We have been reading the story of the Pilgrim who learned to pray without ceasing, and since reading it, we notice how that theme recurs over and over in the Mass. It is necessary to pray “at all times and in all places,” it reads at the beginning of the Preface is over and over again WITHOUT CEASING we should call upon God. Ask and it shall be given you, seek and you shall find, knock and it shall be opened to you. So we have come to you, our readers, again and again, asking you to come to our assistance and give us what we need for food, clothing and shelter.

We none of us can do very much for each other, and really, it seems that God does not expect very much of us. He asks us each to do just a little, and He will do the rest. He asks us to give our mite, like the widow’s; our few loaves and fishes, like the little boy’s; or handful of meal, like the widow’s; our mess of pottage like Habbakuk’s; he asks us to wash in the Jordan, a simple cure in the face of so gigantic a physical evil as leprosy. He asks us to do just a little, and the He takes hold and does the rest. He will do the rehabilitating, in His own good time, He will change the heart, taking away the heart of stone, He will comfort the afflicted, and give strength to these all but overcome by moral conflicts.

We have been working for twenty years trying to perform the works of mercy listed in the 25th chapter of St. Matthew. And what change is there in ourselves or those we try to serve? Who can measure these things? “To persevere is to progress,” a saintly abbot told me recently. What change have we made in the social order? All I can see is that Anna, who shuffles around in four coats and three hoods and in a man’s oxfords, who used to peer in the door and be served her food in the yard like a dog, now is no longer afraid and comes in to sit down with her fellows. She, and thousands like her, have heard the good news, “call no man Master, for all ye are brothers,” and are growing in the knowledge that to live this doctrine means that we must be subject to every living creature and then we will be like Him, serving rather than being served.
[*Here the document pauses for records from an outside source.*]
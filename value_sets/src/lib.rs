//! Sets of values over a single primitive domain, used by a pattern-matching compiler to decide
//! whether the values still reaching a test are empty (the test is impossible), full (the test is
//! redundant) or neither.
//!
//! Each domain (booleans, integers of every width, characters, floating point numbers, decimals,
//! strings, native-width integers and the cases of a type union) has a dedicated immutable
//! representation. All representations are grouped in the closed [`ValueSet`] enum, and are created
//! through the singleton factories returned by [`factory_for`].
//!
//! ```
//! use value_sets::prelude::*;
//!
//! let int = factory_for(&TypeDescriptor::Special(SpecialType::Int32), false).unwrap();
//! let small = int.related(Relation::LessThan, &ConstantValue::Int32(5));
//! let large = int.related(Relation::GreaterThanOrEqual, &ConstantValue::Int32(10));
//! let remaining = small.union(&large).complement();
//! assert_eq!(remaining.to_string(), "[5..9]");
//! assert_eq!(remaining.sample(), Some(ConstantValue::Int32(5)));
//! ```

pub mod constant;
pub mod domain;
pub mod error;
pub mod factory;
pub mod hierarchy;
pub mod interval;
pub mod params;
pub mod prelude;
pub mod relation;
pub mod sets;
pub mod value_set;

pub use constant::{ConstantKind, ConstantValue};
pub use error::ValueSetError;
pub use factory::{factory_for, SpecialType, TypeDescriptor, ValueSetFactory};
pub use relation::Relation;
pub use value_set::{DomainKind, ValueSet, ValueSetOps};
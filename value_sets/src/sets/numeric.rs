use crate::domain::{DecimalDomain, NumericDomain};
use crate::interval::Interval;
use crate::params::CHECK_INVARIANTS;
use crate::relation::Relation;
use itertools::Itertools;
use rand::Rng;
use smallvec::{smallvec, SmallVec};
use std::fmt::{Display, Formatter};
use std::marker::PhantomData;

pub(crate) type Intervals<V> = SmallVec<[(V, V); 2]>;

/// A set of values of a totally ordered domain, represented as a sorted list of disjoint closed
/// intervals `[first, last]`.
///
/// Invariant: intervals are non-empty, sorted and never adjacent, i.e. for two consecutive
/// intervals `a` and `b`, `next(a.last) < b.first`. Hence every set has a single representation.
#[derive(Clone, Debug, PartialEq)]
pub struct NumericValueSet<D: NumericDomain> {
    intervals: Intervals<D::Value>,
    _domain: PhantomData<D>,
}

/// Decimals are ordered like integers, consecutive values being one unit of the finest scale apart.
pub type DecimalValueSet = NumericValueSet<DecimalDomain>;

/// Appends the interval `[first, last]` to a sorted list, merging it with the last interval if they
/// overlap or are adjacent. `first` must not be lower than the first value of the last interval.
pub(crate) fn push_merged<D: NumericDomain>(intervals: &mut Intervals<D::Value>, first: D::Value, last: D::Value) {
    debug_assert!(D::related(Relation::LessThanOrEqual, first, last));
    if let Some(previous) = intervals.last_mut() {
        debug_assert!(D::related(Relation::LessThanOrEqual, previous.0, first));
        if D::related(Relation::Equal, D::min_value(), first)
            || D::related(Relation::GreaterThanOrEqual, previous.1, D::prev(first))
        {
            previous.1 = D::max(previous.1, last);
            return;
        }
    }
    intervals.push((first, last));
}

impl<D: NumericDomain> NumericValueSet<D> {
    pub(crate) fn from_intervals(intervals: Intervals<D::Value>) -> Self {
        let set = NumericValueSet {
            intervals,
            _domain: PhantomData,
        };
        if cfg!(debug_assertions) || CHECK_INVARIANTS.get() {
            set.check_invariants();
        }
        set
    }

    /// Panics if the representation invariant does not hold.
    pub fn check_invariants(&self) {
        for &(first, last) in &self.intervals {
            assert!(
                D::related(Relation::LessThanOrEqual, first, last),
                "{}: reversed interval [{}..{}]",
                D::NAME,
                D::display(first),
                D::display(last)
            );
        }
        for (a, b) in self.intervals.iter().tuple_windows() {
            assert!(
                D::related(Relation::LessThan, a.1, b.0) && D::related(Relation::LessThan, D::next(a.1), b.0),
                "{}: unsorted or adjacent intervals in {}",
                D::NAME,
                self
            );
        }
    }

    pub fn all_values() -> Self {
        Self::including(D::min_value(), D::max_value())
    }

    pub fn no_values() -> Self {
        Self::from_intervals(SmallVec::new())
    }

    /// The set of all values in `[first, last]`.
    pub fn including(first: D::Value, last: D::Value) -> Self {
        Self::from_intervals(smallvec![(first, last)])
    }

    /// The set of all values `v` such that `v <relation> value`.
    pub fn related(relation: Relation, value: D::Value) -> Self {
        let (min, max) = (D::min_value(), D::max_value());
        Interval::<D>::build(relation, value, min, max).to_value_set(min, max)
    }

    /// A random set made of roughly `expected_size` intervals, for testing.
    pub fn random<R: Rng + ?Sized>(expected_size: usize, rng: &mut R) -> Self {
        let mut values: Vec<D::Value> = (0..expected_size * 2).map(|_| D::random(rng)).collect();
        values.sort_by(|a, b| D::compare(*a, *b));
        let mut intervals = SmallVec::new();
        for (a, b) in values.into_iter().tuples() {
            push_merged::<D>(&mut intervals, D::min(a, b), D::max(a, b));
        }
        Self::from_intervals(intervals)
    }

    pub fn intervals(&self) -> &[(D::Value, D::Value)] {
        &self.intervals
    }

    pub fn is_empty(&self) -> bool {
        self.intervals.is_empty()
    }

    pub fn is_all(&self) -> bool {
        match self.intervals.as_slice() {
            [(first, last)] => {
                D::related(Relation::Equal, *first, D::min_value())
                    && D::related(Relation::Equal, *last, D::max_value())
            }
            _ => false,
        }
    }

    /// Returns true if the set contains `value`.
    fn contains(&self, value: D::Value) -> bool {
        // index of the first interval whose last value is not below `value`
        let candidate = self
            .intervals
            .partition_point(|&(_, last)| D::related(Relation::LessThan, last, value));
        match self.intervals.get(candidate) {
            Some(&(first, _)) => D::related(Relation::GreaterThanOrEqual, value, first),
            None => false,
        }
    }

    /// Returns true if at least one value `v` of the set satisfies `v <relation> value`.
    pub fn any(&self, relation: Relation, value: D::Value) -> bool {
        match (relation, self.intervals.first(), self.intervals.last()) {
            (Relation::Equal, _, _) => self.contains(value),
            (_, None, _) | (_, _, None) => false,
            (Relation::LessThan | Relation::LessThanOrEqual, Some(&(first, _)), _) => {
                D::related(relation, first, value)
            }
            (Relation::GreaterThan | Relation::GreaterThanOrEqual, _, Some(&(_, last))) => {
                D::related(relation, last, value)
            }
        }
    }

    /// Returns true if every value `v` of the set satisfies `v <relation> value`.
    /// This is vacuously true for the empty set.
    pub fn all(&self, relation: Relation, value: D::Value) -> bool {
        match (relation, self.intervals.first(), self.intervals.last()) {
            (_, None, _) | (_, _, None) => true,
            (Relation::Equal, _, _) => match self.intervals.as_slice() {
                [(first, last)] => {
                    D::related(Relation::Equal, *first, value) && D::related(Relation::Equal, *last, value)
                }
                _ => false,
            },
            (Relation::LessThan | Relation::LessThanOrEqual, _, Some(&(_, last))) => D::related(relation, last, value),
            (Relation::GreaterThan | Relation::GreaterThanOrEqual, Some(&(first, _)), _) => {
                D::related(relation, first, value)
            }
        }
    }

    pub fn complement(&self) -> Self {
        let (Some(&(first, _)), Some(&(_, last))) = (self.intervals.first(), self.intervals.last()) else {
            return Self::all_values();
        };
        let mut gaps = SmallVec::new();
        if D::related(Relation::LessThan, D::min_value(), first) {
            gaps.push((D::min_value(), D::prev(first)));
        }
        for (a, b) in self.intervals.iter().tuple_windows() {
            gaps.push((D::next(a.1), D::prev(b.0)));
        }
        if D::related(Relation::LessThan, last, D::max_value()) {
            gaps.push((D::next(last), D::max_value()));
        }
        Self::from_intervals(gaps)
    }

    pub fn intersect(&self, other: &Self) -> Self {
        let (left, right) = (&self.intervals, &other.intervals);
        let mut result = SmallVec::new();
        let (mut l, mut r) = (0, 0);
        while l < left.len() && r < right.len() {
            let (left_first, left_last) = left[l];
            let (right_first, right_last) = right[r];
            if D::related(Relation::LessThan, left_last, right_first) {
                l += 1;
            } else if D::related(Relation::LessThan, right_last, left_first) {
                r += 1;
            } else {
                push_merged::<D>(
                    &mut result,
                    D::max(left_first, right_first),
                    D::min(left_last, right_last),
                );
                // advance past the interval that ends first
                match D::compare(left_last, right_last) {
                    std::cmp::Ordering::Less => l += 1,
                    std::cmp::Ordering::Greater => r += 1,
                    std::cmp::Ordering::Equal => {
                        l += 1;
                        r += 1;
                    }
                }
            }
        }
        Self::from_intervals(result)
    }

    pub fn union(&self, other: &Self) -> Self {
        let merged = self
            .intervals
            .iter()
            .merge_by(other.intervals.iter(), |a, b| D::related(Relation::LessThan, a.0, b.0));
        let mut result = SmallVec::new();
        for &(first, last) in merged {
            push_merged::<D>(&mut result, first, last);
        }
        Self::from_intervals(result)
    }

    /// A member of the set, preferring non-negative values. Returns `None` for the empty set.
    pub fn sample(&self) -> Option<D::Value> {
        let non_negative = Self::related(Relation::GreaterThanOrEqual, D::zero());
        match self.intersect(&non_negative).intervals.first() {
            Some(&(first, _)) => Some(first),
            None => self.intervals.last().map(|&(_, last)| last),
        }
    }
}

impl<D: NumericDomain> Display for NumericValueSet<D> {
    fn fmt(&self, f: &mut Formatter<'_>) -> std::fmt::Result {
        let formatted = self
            .intervals
            .iter()
            .format_with(",", |&(first, last), f| f(&format_args!("[{}..{}]", D::display(first), D::display(last))));
        write!(f, "{formatted}")
    }
}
We know each other as brothers, in the breaking of bread, serving around six hundred or more meals a day in New York, besides these at Peter Maurin Farm and Maryfarm. At Peter Maurin farm Hans and Ed baked 19,200 loaves of bread this past year, and that in flour alone has cost about $2000. The wholesaler is content to be paid twice a year, and Tony the grocer and the Essex street also wait. And twice a year, we look at our empty hands and wonder what to do. And then when we read these Lenten Lessons we are cheered.

May God prompt you to help us, giving us what you can spare, or indeed what you cannot well spare. The widow was starving when she was asked to give her the last bit of meal. But we can assure you that God will return it a hundred fold. It is an historic fact. So again, in the name of St. Joseph, we appeal.